*AIM OF THE EXERCISE*:
If a line in the data below holds the word "StateError", include it in the count. Give only the final number.

[Collected data]
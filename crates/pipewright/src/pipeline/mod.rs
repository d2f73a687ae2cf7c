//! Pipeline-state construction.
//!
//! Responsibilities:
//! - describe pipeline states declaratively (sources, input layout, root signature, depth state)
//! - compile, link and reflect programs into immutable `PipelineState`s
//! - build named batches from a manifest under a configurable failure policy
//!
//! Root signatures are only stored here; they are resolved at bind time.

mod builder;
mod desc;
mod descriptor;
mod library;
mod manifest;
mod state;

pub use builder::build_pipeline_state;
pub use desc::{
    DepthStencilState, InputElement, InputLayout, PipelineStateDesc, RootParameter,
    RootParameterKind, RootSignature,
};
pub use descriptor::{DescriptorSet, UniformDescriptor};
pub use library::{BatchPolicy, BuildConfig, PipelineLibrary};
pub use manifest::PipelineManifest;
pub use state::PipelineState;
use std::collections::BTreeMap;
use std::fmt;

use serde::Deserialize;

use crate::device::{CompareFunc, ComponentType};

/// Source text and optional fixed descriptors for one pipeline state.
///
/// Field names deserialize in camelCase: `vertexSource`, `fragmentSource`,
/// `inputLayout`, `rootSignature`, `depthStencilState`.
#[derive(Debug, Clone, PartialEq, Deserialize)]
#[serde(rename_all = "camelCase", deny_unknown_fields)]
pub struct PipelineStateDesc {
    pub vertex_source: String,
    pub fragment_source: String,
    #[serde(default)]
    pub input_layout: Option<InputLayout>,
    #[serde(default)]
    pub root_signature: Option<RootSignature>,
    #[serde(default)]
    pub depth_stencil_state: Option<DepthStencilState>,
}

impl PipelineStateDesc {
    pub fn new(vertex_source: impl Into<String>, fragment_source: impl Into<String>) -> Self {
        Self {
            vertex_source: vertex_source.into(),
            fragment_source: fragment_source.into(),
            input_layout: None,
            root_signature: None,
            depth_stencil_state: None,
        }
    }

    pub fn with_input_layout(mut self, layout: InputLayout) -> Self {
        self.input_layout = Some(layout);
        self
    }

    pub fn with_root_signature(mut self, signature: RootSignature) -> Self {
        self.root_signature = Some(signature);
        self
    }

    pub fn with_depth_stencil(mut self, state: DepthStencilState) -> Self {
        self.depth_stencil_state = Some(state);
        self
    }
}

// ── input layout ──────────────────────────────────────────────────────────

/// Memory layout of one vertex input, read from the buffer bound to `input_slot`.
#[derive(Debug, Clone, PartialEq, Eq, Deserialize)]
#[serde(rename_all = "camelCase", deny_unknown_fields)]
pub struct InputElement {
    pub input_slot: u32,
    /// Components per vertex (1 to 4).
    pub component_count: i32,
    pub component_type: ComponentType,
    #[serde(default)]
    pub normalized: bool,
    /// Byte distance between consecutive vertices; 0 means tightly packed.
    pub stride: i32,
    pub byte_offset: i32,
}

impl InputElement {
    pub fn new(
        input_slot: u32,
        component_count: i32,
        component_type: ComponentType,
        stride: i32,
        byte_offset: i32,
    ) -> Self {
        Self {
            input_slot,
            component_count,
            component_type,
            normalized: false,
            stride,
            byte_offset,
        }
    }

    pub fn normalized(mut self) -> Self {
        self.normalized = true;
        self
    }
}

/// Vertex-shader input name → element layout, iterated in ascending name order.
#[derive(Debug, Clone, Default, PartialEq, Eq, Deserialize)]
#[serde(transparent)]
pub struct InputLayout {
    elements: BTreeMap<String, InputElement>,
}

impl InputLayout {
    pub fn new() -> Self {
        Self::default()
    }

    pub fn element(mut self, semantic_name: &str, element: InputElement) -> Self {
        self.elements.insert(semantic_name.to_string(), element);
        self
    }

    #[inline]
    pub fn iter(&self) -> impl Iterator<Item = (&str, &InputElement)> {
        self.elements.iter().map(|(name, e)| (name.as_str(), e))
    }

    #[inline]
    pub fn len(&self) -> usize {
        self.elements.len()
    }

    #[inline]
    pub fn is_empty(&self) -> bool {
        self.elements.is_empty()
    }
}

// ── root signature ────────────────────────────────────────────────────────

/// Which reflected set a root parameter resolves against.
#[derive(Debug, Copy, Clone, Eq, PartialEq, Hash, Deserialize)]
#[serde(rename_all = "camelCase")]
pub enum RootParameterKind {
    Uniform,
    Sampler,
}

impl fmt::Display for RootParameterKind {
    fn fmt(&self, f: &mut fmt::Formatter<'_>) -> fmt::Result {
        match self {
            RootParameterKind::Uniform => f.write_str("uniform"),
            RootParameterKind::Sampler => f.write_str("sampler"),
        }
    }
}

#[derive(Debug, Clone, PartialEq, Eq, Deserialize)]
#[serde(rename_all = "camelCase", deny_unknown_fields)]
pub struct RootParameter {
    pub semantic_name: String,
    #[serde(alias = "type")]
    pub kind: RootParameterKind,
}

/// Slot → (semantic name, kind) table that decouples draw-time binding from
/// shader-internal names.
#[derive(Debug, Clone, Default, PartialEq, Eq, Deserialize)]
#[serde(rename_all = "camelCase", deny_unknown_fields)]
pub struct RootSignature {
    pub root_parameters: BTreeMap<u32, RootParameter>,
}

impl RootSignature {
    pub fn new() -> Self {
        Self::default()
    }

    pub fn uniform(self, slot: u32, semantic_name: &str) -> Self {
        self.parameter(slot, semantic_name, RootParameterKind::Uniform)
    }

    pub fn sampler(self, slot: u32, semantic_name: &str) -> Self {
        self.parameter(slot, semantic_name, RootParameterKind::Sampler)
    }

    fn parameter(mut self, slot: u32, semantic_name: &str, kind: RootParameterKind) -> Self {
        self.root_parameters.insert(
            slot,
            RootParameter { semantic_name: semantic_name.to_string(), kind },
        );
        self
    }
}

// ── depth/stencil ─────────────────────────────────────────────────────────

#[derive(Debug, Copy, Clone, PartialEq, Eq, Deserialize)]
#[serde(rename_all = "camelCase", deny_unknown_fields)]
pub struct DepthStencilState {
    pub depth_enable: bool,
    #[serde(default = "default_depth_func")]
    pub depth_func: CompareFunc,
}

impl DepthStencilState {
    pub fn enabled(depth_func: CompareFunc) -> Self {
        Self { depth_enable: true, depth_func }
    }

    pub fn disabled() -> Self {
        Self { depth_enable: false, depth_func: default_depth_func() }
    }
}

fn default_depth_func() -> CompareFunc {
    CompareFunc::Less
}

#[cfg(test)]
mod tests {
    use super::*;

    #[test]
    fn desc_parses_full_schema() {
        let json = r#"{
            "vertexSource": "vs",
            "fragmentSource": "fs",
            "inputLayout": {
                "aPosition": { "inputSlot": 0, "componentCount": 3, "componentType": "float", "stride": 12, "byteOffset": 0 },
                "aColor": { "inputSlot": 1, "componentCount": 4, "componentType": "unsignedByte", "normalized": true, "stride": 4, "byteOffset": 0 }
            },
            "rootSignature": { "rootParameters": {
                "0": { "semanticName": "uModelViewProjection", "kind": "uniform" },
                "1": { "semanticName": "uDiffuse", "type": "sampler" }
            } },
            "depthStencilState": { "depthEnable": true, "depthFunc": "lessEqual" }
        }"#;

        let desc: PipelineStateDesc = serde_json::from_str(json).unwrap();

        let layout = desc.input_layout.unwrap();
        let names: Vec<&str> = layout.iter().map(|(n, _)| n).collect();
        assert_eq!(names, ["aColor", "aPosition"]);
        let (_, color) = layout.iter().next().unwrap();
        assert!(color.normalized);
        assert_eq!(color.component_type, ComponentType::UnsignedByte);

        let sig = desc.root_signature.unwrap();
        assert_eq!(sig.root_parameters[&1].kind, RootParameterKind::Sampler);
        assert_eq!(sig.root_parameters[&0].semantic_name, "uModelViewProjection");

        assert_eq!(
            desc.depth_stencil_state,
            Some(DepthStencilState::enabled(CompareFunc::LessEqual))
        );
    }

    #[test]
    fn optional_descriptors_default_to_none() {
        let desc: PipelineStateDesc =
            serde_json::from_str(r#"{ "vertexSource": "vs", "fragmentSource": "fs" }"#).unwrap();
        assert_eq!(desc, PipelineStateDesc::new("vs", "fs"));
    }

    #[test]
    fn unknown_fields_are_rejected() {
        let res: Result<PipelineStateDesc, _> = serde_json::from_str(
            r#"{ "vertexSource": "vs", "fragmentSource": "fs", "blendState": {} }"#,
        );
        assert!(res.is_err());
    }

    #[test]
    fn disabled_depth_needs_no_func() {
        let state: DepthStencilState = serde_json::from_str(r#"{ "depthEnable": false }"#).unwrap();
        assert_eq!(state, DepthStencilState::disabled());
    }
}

--

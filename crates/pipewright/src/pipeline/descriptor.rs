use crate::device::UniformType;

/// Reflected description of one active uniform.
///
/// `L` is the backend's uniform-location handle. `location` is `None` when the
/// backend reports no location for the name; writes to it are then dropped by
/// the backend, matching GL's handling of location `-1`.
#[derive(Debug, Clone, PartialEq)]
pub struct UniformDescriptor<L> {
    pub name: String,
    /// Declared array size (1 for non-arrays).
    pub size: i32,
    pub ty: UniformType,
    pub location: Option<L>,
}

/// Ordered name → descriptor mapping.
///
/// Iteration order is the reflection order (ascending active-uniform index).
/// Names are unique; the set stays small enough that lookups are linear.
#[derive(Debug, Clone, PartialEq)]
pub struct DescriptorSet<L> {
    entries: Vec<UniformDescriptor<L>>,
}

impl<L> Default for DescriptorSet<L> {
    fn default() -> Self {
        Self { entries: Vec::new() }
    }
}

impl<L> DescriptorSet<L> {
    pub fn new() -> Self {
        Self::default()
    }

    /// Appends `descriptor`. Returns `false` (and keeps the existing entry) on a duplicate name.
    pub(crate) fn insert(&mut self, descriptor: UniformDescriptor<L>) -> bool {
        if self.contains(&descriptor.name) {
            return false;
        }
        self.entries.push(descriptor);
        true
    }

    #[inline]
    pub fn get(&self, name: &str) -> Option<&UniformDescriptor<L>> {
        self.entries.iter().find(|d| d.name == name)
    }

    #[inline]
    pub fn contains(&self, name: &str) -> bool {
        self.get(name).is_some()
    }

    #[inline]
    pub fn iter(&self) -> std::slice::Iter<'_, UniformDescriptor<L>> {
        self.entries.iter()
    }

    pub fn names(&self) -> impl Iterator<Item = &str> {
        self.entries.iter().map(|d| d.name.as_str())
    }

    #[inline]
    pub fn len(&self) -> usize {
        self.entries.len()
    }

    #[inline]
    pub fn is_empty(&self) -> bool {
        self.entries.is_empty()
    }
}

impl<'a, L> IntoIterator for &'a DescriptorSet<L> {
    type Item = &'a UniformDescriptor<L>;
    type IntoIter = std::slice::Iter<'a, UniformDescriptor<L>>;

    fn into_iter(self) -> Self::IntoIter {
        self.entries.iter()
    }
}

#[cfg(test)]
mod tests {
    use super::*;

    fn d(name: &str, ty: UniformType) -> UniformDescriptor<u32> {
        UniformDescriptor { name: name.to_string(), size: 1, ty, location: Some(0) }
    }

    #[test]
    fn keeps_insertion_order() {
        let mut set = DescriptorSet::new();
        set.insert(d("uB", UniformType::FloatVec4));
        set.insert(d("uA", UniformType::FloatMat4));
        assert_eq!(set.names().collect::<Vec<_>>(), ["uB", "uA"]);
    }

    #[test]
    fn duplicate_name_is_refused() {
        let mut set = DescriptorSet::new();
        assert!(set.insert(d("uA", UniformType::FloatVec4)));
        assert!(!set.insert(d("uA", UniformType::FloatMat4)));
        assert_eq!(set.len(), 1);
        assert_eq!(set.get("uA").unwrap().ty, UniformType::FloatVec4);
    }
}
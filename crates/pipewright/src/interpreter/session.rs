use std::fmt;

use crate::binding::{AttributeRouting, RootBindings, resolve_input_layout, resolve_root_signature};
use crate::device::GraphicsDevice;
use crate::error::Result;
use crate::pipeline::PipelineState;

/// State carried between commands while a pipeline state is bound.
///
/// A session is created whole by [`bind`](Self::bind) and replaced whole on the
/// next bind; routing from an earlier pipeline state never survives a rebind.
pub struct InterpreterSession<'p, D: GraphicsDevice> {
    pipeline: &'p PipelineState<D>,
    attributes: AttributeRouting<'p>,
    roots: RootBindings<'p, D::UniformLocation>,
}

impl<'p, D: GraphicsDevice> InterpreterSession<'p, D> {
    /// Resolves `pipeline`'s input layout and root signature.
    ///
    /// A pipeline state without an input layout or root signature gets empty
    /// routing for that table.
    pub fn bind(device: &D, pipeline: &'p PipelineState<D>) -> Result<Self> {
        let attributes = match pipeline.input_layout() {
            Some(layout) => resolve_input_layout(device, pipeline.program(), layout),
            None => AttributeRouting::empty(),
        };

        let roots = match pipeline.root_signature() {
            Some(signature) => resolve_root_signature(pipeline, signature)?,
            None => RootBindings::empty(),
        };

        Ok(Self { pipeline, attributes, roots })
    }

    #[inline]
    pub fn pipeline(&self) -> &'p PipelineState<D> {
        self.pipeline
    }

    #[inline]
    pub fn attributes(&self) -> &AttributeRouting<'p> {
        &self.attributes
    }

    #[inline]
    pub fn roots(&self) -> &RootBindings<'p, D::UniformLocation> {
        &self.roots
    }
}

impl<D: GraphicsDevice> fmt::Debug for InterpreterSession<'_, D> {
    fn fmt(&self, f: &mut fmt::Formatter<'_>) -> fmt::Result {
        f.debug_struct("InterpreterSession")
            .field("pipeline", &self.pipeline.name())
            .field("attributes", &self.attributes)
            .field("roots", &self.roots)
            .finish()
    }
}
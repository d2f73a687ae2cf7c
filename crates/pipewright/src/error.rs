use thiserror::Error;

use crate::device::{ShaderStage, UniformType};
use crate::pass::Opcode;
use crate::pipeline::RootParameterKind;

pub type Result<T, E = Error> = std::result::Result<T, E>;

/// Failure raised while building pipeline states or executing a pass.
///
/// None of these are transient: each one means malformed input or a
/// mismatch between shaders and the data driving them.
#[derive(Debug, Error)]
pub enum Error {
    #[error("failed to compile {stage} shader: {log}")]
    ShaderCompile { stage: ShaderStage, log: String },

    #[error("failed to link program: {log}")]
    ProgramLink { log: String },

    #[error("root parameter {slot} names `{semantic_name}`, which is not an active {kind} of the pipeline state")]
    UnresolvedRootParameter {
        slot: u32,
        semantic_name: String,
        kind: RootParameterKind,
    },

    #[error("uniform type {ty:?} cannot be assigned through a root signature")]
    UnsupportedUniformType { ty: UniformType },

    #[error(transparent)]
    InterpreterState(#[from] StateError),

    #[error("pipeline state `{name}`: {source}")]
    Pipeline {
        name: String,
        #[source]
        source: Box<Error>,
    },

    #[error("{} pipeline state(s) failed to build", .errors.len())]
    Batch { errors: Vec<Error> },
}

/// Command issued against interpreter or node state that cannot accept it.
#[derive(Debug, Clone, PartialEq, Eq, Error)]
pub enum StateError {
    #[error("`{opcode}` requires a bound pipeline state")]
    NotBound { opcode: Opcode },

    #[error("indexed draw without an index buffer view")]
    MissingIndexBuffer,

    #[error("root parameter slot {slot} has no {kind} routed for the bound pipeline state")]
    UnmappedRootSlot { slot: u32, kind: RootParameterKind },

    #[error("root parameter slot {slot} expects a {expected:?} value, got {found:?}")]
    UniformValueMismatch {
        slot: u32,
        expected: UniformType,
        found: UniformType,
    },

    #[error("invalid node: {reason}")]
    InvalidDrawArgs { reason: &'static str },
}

*ANSWER BOX*:
2